Six years after Charles Williams, MD, an anesthesiologist was summarily suspended by University Medical Center of Southern Nevada, a federal jury in Las Vegas awarded Dr. Williams $8.8 million as compensation for the due process violations he experienced in his sham peer review.[13] Before the trial, which began May 16, U.S. District Judge Philip Pro made a finding that Ellerton and UMC's medical staff had violated Williams' due process rights. That left only the question of damages for the jury. This case appears to be the highest jury verdict in the nation for sham peer review which has not been overturned.

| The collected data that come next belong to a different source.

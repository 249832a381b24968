//! The ATS tool catalogue.
//!
//! Built once per process and shared read-only by every session.

use crate::pipeline::CreatePipelineTool;
use recruitr_core::tool::{ToolDescriptor, ToolRegistry};
use serde_json::json;
use std::sync::{Arc, LazyLock};

pub const GET_RECENT_PIPELINES: &str =
    "query GetPipelines{ Pipeline(order_by: {updated_at: desc}, limit: 10) { id name updated_at } }";

pub const GET_RECENTLY_FINISHED_CANDIDATES: &str = "query GetRecentlyFinishedCandidates($pipeline_id: uuid!, $limit: Int, $offset: Int) { Pipeline_by_pk(id: $pipeline_id) { Candidates(order_by: {created_at: desc}, limit:$limit, offset:$offset){ id name email created_at status resume_url total_score } } }";

pub const GET_TOP_CANDIDATES: &str = "query GetTopCandidates($pipeline_id: uuid!, $limit: Int = 10, $offset: Int = 0) { Pipeline_by_pk(id: $pipeline_id) { Candidates(order_by: {total_score: desc}, limit:$limit, offset:$offset){ id name email created_at status resume_url total_score } } }";

pub const GET_CANDIDATE_BY_EMAIL: &str = "query GetCandidateByEmail($email: String!) { Candidate(where: {email: {_eq: $email}}) { id name email pipeline_id total_score status resume_url} }";

pub const GET_CANDIDATE_BY_NAME: &str = "query GetCandidateByName($name: String!) { Candidate(where: {name: {_iregex: $name}}) { id name email pipeline_id total_score status resume_url } }";

pub const GET_CANDIDATE_SCORES_DETAIL: &str = "query GetCandidateScoresDetail($email: String!) { Candidate(where: {email: {_eq: $email}}) { id name email application_metadata total_score NodeResponses { score result } } }";

pub const CREATE_PIPELINE: &str =
    "mutation CreateCustomPipeline($object: Pipeline_insert_input!) { insert_Pipeline_one(object: $object) { id } }";

pub const INSERT_PIPELINE_NODES: &str = "mutation InsertNodes($objects: [PipelineNode_insert_input!]!) {insert_PipelineNode(objects: $objects) {affected_rows}}";

pub const GET_USER_COMPANY_ID: &str =
    "query GetUserCompanyId($userId: uuid!) { User(where: {id: {_eq: $userId}}) { company_id } }";

static CATALOG: LazyLock<Arc<ToolRegistry>> = LazyLock::new(|| Arc::new(build()));

/// The shared catalogue.
pub fn registry() -> Arc<ToolRegistry> {
    CATALOG.clone()
}

fn pipeline_id_param(purpose: &str) -> serde_json::Value {
    json!({
        "type": "string",
        "description": format!("The ID of the pipeline to query for {purpose}.")
    })
}

fn build() -> ToolRegistry {
    let mut registry = ToolRegistry::new();

    registry.register(ToolDescriptor::query(
        "getRecentPipeline",
        "Get a list of pipelines sorted by their recently used. Typically this will be used as a precursor function.",
        json!({ "type": "object", "properties": {} }),
        GET_RECENT_PIPELINES,
    ));

    registry.register(ToolDescriptor::query(
        "getRecentlyFinishedCandidates",
        "Get the most recently finished candidates in a specified pipeline.",
        json!({
            "type": "object",
            "properties": { "pipeline_id": pipeline_id_param("finished candidates") },
            "required": ["pipeline_id"]
        }),
        GET_RECENTLY_FINISHED_CANDIDATES,
    ));

    registry.register(ToolDescriptor::query(
        "getTopCandidates",
        "Get the top candidates in a specified pipeline, ordered by total score.",
        json!({
            "type": "object",
            "properties": {
                "pipeline_id": pipeline_id_param("top candidates"),
                "limit": {
                    "type": "integer",
                    "description": "The maximum number of candidates to retrieve.",
                    "default": 10
                },
                "offset": {
                    "type": "integer",
                    "description": "The number of candidates to skip before starting to collect the results.",
                    "default": 0
                }
            },
            "required": ["pipeline_id"]
        }),
        GET_TOP_CANDIDATES,
    ));

    registry.register(ToolDescriptor::query(
        "getCandidateByEmail",
        "Retrieve candidate details using their email address.",
        json!({
            "type": "object",
            "properties": {
                "email": { "type": "string", "description": "Email of the candidate to retrieve details for." }
            },
            "required": ["email"]
        }),
        GET_CANDIDATE_BY_EMAIL,
    ));

    registry.register(ToolDescriptor::query(
        "getCandidateByName",
        "Retrieve candidate details using a case-insensitive includes, such as matching a first name.",
        json!({
            "type": "object",
            "properties": {
                "name": { "type": "string", "description": "Match the candidate's name, case-insensitive." }
            },
            "required": ["name"]
        }),
        GET_CANDIDATE_BY_NAME,
    ));

    registry.register(ToolDescriptor::query(
        "getCandidateScoresDetail",
        "Retrieve detailed score information for a candidate using their email address.",
        json!({
            "type": "object",
            "properties": {
                "email": { "type": "string", "description": "Email of the candidate to retrieve score details for." }
            },
            "required": ["email"]
        }),
        GET_CANDIDATE_SCORES_DETAIL,
    ));

    registry.register(ToolDescriptor::composite(Arc::new(CreatePipelineTool)));

    registry
}
//! Redis backend over a multiplexed tokio connection.

use async_trait::async_trait;
use recruitr_core::error::StoreError;
use recruitr_core::store::KvStore;
use redis::AsyncCommands;
use redis::aio::MultiplexedConnection;
use std::time::Duration;
use tracing::{error, info};

const MAX_CONNECT_ATTEMPTS: u32 = 3;
const RETRY_DELAY: Duration = Duration::from_secs(2);

/// Session state kept in Redis. `set` with a TTL becomes `SET .. EX`.
pub struct RedisKv {
    conn: MultiplexedConnection,
}

impl RedisKv {
    /// Connect to `url`, retrying a few times before giving up.
    pub async fn connect(url: &str) -> Result<Self, StoreError> {
        let client = redis::Client::open(url)
            .map_err(|e| StoreError::Connection(format!("invalid redis url: {e}")))?;

        let mut attempt = 1;
        loop {
            match client.get_multiplexed_tokio_connection().await {
                Ok(conn) => {
                    info!(attempt, "Connected to Redis");
                    return Ok(Self { conn });
                }
                Err(e) if attempt < MAX_CONNECT_ATTEMPTS => {
                    error!(error = %e, attempt, max = MAX_CONNECT_ATTEMPTS, "Failed to connect to Redis, retrying");
                    tokio::time::sleep(RETRY_DELAY).await;
                    attempt += 1;
                }
                Err(e) => {
                    error!(error = %e, "Failed to connect to Redis after retries");
                    return Err(StoreError::Connection(e.to_string()));
                }
            }
        }
    }
}

/// Whole seconds for `SET EX`, rounded up so a sub-second TTL still
/// expires. A zero TTL means no expiry.
fn expiry_secs(ttl: Duration) -> Option<u64> {
    if ttl.is_zero() {
        return None;
    }
    let secs = ttl.as_secs();
    Some(if ttl.subsec_nanos() > 0 { secs + 1 } else { secs })
}

fn storage(e: redis::RedisError) -> StoreError {
    StoreError::Storage(e.to_string())
}

#[async_trait]
impl KvStore for RedisKv {
    fn name(&self) -> &str {
        "redis"
    }

    async fn get(&self, key: &str) -> Result<Option<String>, StoreError> {
        let mut conn = self.conn.clone();
        conn.get(key).await.map_err(storage)
    }

    async fn set(&self, key: &str, value: &str, ttl: Option<Duration>) -> Result<(), StoreError> {
        let mut conn = self.conn.clone();
        match ttl.and_then(expiry_secs) {
            Some(secs) => conn
                .set_ex::<_, _, ()>(key, value, secs)
                .await
                .map_err(storage),
            None => conn.set::<_, _, ()>(key, value).await.map_err(storage),
        }
    }

    async fn delete(&self, key: &str) -> Result<(), StoreError> {
        let mut conn = self.conn.clone();
        conn.del::<_, ()>(key).await.map_err(storage)
    }
}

On May 28, 2008, without any notice or opportunity to be heard, the Medical Staff of UMC suspended Dr. Chudacoff's clinical privileges. As a result of this, UMC filed a report against Dr. Chudacoff with the National Practitioner Data Bank claiming that Dr. Chudacoff was a risk to patient safety and had inadequate skills. This led to the virtual destruction of Dr. Chudacoff's career. Dr. Chudacoff sued. U.S. District Court Judge Edward Reed opined that, in Nevada, a physician's hospital privileges are a constitutionally protected property right.[14] The Ninth Circuit Court of Appeals then affirmed that Dr. Chudacoff's due process rights were violated by UMC. As well, the Medical Executive members lost their immunity under the HCQIA for failure to follow their bylaws. The case was settled out of court in favor of Dr. Chudacoff, under the cloak of confidentiality.[15]
The Patient Safety and Quality Improvement Act of 2005 (Public Law 109-41) allows for the creation of Patient Safety Organizations, quality of care committees that can act in parallel with peer review boards. PSOs were authorized to gather information to be analyzed by hospital administrators, nurses, and physicians as a tool for systems failure analysis. They may be used by any healthcare entity except insurance companies, but must be registered with the AHRQ wing of the US Department of Health and Human Services.
In PSOs, root cause analysis and "near misses" are evaluated in an attempt to avert major errors. Participants in PSOs are immune from prosecution in civil, criminal, and administrative hearings.[16]